# Retro/rare gamers



## Mattey h

Hi chaps.
Anyone on here into retro gaming? Or maybe rareish consoles?
Been tidying out my junk cupboard and found my old nec pc engine duo.
I think these systems are quite rare in this country, as they were never officially imported. Anyone else got owt that's old or rare?
Want to fire it up, and slip back in time to play some old classic arcade games. Need to buy a new power supply for it though, as the current one runs on us spec adaptor I think. It needs a step down transformer and a shaver style socket to work. Could I just get a universal adaptor with the correct output from marlins to power it?


----------



## Dan J

Not rare but old I've still got my N64 with expansion pack but have no power pack or controllers for it, used to love playing duke nukem on it and golden eye,
It's now sitting in a draw doing nothing, it will be sold eventually.


----------



## WRX_Paul

I am into retro gaming, I have 44 consoles from around the world and hundreds of games, my PC Engine has an adaptor with it but a universal adaptor should work. I also have the PC Engine GT, the handheld version. I have almost every console ever released in any country, I have photos somewhere of it all together, I will try and find them.


----------



## WRX_Paul

Here are my photos:-









































































Paul


----------



## [email protected]

Thats mad lol


----------



## PaulTheo

I play BHD now and again for a laugh does that count


----------



## Dan J

Wow!
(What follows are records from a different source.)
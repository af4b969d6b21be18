//! Hosts-file application primitive.
//!
//! Deliberately thin: the dispatcher hands this module already-validated
//! entries and a target path. Full hosts-file parsing belongs to the
//! client side; the helper only needs "apply entries to file" and a
//! structural sanity check.

use std::fs::{self, File};
use std::io::{self, Write};
use std::path::{Path, PathBuf};

use thiserror::Error;

use crate::ipc::protocol::HostEntry;

/// Failures while touching the managed hosts file.
#[derive(Debug, Error)]
pub enum HostsError {
    #[error("hosts file not found: {0}")]
    NotFound(PathBuf),

    #[error("hosts file line {line} is malformed: {content:?}")]
    Malformed { line: usize, content: String },

    #[error("{context}: {source}")]
    Io {
        context: String,
        #[source]
        source: io::Error,
    },
}

impl HostsError {
    fn io(context: impl Into<String>, source: io::Error) -> Self {
        Self::Io {
            context: context.into(),
            source,
        }
    }

    /// Stable symbolic code for the wire and the audit trail.
    pub fn code(&self) -> &'static str {
        match self {
            HostsError::NotFound(_) => "FILE_NOT_FOUND",
            HostsError::Malformed { .. } => "VALIDATION_FAILED",
            HostsError::Io { source, .. } => match source.kind() {
                io::ErrorKind::NotFound => "FILE_NOT_FOUND",
                io::ErrorKind::PermissionDenied => "PERMISSION_DENIED",
                _ => "FILE_WRITE_FAILED",
            },
        }
    }
}

/// The hosts file the helper is allowed to mutate.
pub struct HostsFile {
    path: PathBuf,
}

impl HostsFile {
    pub fn new(path: impl Into<PathBuf>) -> Self {
        Self { path: path.into() }
    }

    pub fn path(&self) -> &Path {
        &self.path
    }

    /// Render and write the entries, replacing the file atomically via a
    /// temp file in the same directory.
    pub fn apply(&self, entries: &[HostEntry]) -> Result<usize, HostsError> {
        let rendered = render(entries);

        let tmp_path = self.path.with_extension("hosts-helper.tmp");
        {
            let mut tmp = File::create(&tmp_path)
                .map_err(|e| HostsError::io("failed to create temp hosts file", e))?;
            tmp.write_all(rendered.as_bytes())
                .map_err(|e| HostsError::io("failed to write temp hosts file", e))?;
            tmp.sync_all()
                .map_err(|e| HostsError::io("failed to sync temp hosts file", e))?;
        }
        fs::rename(&tmp_path, &self.path)
            .map_err(|e| HostsError::io("failed to replace hosts file", e))?;

        tracing::info!(path = %self.path.display(), entries = entries.len(), "hosts file written");
        Ok(entries.len())
    }

    /// Structural check: the file exists and every non-comment line has at
    /// least an address and one name. Returns the active entry count.
    pub fn validate(&self) -> Result<usize, HostsError> {
        if !self.path.is_file() {
            return Err(HostsError::NotFound(self.path.clone()));
        }
        let content = fs::read_to_string(&self.path)
            .map_err(|e| HostsError::io("failed to read hosts file", e))?;

        let mut active = 0;
        for (i, line) in content.lines().enumerate() {
            let line = line.trim();
            if line.is_empty() || line.starts_with('#') {
                continue;
            }
            let fields: Vec<&str> = line.split_whitespace().collect();
            if fields.len() < 2 {
                return Err(HostsError::Malformed {
                    line: i + 1,
                    content: line.to_string(),
                });
            }
            active += 1;
        }
        Ok(active)
    }
}

fn render(entries: &[HostEntry]) -> String {
    let mut out = String::from("# Managed by hosts-helper\n");
    for entry in entries {
        if !entry.enabled {
            out.push_str("# ");
        }
        out.push_str(&entry.ip);
        out.push('\t');
        out.push_str(&entry.hostname);
        if let Some(comment) = entry.comment.as_deref() {
            if !comment.is_empty() {
                out.push_str("\t# ");
                out.push_str(comment);
            }
        }
        out.push('\n');
    }
    out
}

#[cfg(test)]
mod tests {
    use super::*;

    fn entry(ip: &str, hostname: &str, enabled: bool) -> HostEntry {
        HostEntry {
            ip: ip.to_string(),
            hostname: hostname.to_string(),
            comment: None,
            enabled,
        }
    }

    #[test]
    fn apply_then_validate_round_trips() {
        let dir = tempfile::tempdir().unwrap();
        let hosts = HostsFile::new(dir.path().join("hosts"));

        let entries = vec![
            entry("10.0.0.1", "one.example.com", true),
            entry("10.0.0.2", "two.example.com", false),
        ];
        assert_eq!(hosts.apply(&entries).unwrap(), 2);

        // Disabled entries are written commented out and not counted active.
        assert_eq!(hosts.validate().unwrap(), 1);

        let content = fs::read_to_string(hosts.path()).unwrap();
        assert!(content.contains("10.0.0.1\tone.example.com"));
        assert!(content.contains("# 10.0.0.2\ttwo.example.com"));
    }

    #[test]
    fn comments_are_rendered() {
        let dir = tempfile::tempdir().unwrap();
        let hosts = HostsFile::new(dir.path().join("hosts"));

        let mut e = entry("10.0.0.1", "one.example.com", true);
        e.comment = Some("staging".to_string());
        hosts.apply(&[e]).unwrap();

        let content = fs::read_to_string(hosts.path()).unwrap();
        assert!(content.contains("# staging"));
    }

    #[test]
    fn validate_flags_malformed_lines() {
        let dir = tempfile::tempdir().unwrap();
        let path = dir.path().join("hosts");
        fs::write(&path, "127.0.0.1 localhost\nlonely-field\n").unwrap();

        let err = HostsFile::new(&path).validate().unwrap_err();
        assert!(matches!(err, HostsError::Malformed { line: 2, .. }));
    }

    #[test]
    fn validate_missing_file() {
        let err = HostsFile::new("/definitely/not/there").validate().unwrap_err();
        assert_eq!(err.code(), "FILE_NOT_FOUND");
    }
}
That's a collection and a half Paul :shock:
Used to have a megadrive and dreamcast years ago.


----------



## R7KY D

WRX_Paul said:


> I am into retro gaming


:doublesho WOW !!!! You are aware that there is a female of the species out there aren't you ?

Just kidding , That is an amazing collection , Very impressive

I'd love to get my hands on a PC version of the old school game Elite , I'm off to google it now to still if I can


----------



## WRX_Paul

Lol, I don't smoke or drink, so I have to spend my money on something! I get most of it from car boot sales, i buy old consoles and old toys from boot sales and sell them on ebay, mainly deal in 80's figures like transformers, He-Man, thundercats, TMNT, etc


----------



## Dan J

WRX_Paul said:


> Lol, I don't smoke or drink, so I have to spend my money on something! I get most of it from car boot sales, i buy old consoles and old toys from boot sales and sell them on ebay, mainly deal in 80's figures like transformers, He-Man, thundercats, TMNT, etc


Bet optimus prime goes for loads of dosh, I wanted that so badly when I was a kid.


----------



## Mattey h

that is a serious collection you got there. Wish I had those. I have got a pc engine turbo duo. Somewhere I have an atari 2600! Also got a dreamcast somewhere, and an n64.


----------



## impster

Ah yes, all well and good, but have you got an old Binatone 'console'???? One with a 'wood effect' finish?

Spent many an hour playing 'tennis' and 'shooting gallery' about 30 years ago on one.

I probably thought how realistic it was as well!


----------



## Dan J

impster said:


> Ah yes, all well and good, but have you got an old Binatone 'console'???? One with a 'wood effect' finish?
> 
> Spent many an hour playing 'tennis' and 'shooting gallery' about 30 years ago on one.
> 
> I probably thought how realistic it was as well!


Lmao I had a binatone unit but had a b&w tv so graphically it was crap

Tennis was awesome lol


----------



## WRX_Paul

impster said:


> Ah yes, all well and good, but have you got an old Binatone 'console'???? One with a 'wood effect' finish?
> 
> Spent many an hour playing 'tennis' and 'shooting gallery' about 30 years ago on one.
> 
> I probably thought how realistic it was as well!


4th Picture down, bottom right, green box :thumb:


----------



## Geordie_1982

I had a commodore 64 and Amiga 500+.
Used to love playing on Lemming's, 
Cannon Fodder 1 & 2
Desert Strike: Return To The Gulf

Would love to get them again


----------



## Pezza4u

Wow what a collection :thumb: Do you use any of them?

I've owned a Spectrum, Amega, Megadrive, Gamegear, Dreamcast, NES, Gameboy during my childhood and got rid of all of them  My son still has an N64 and PS1 in his bedroom.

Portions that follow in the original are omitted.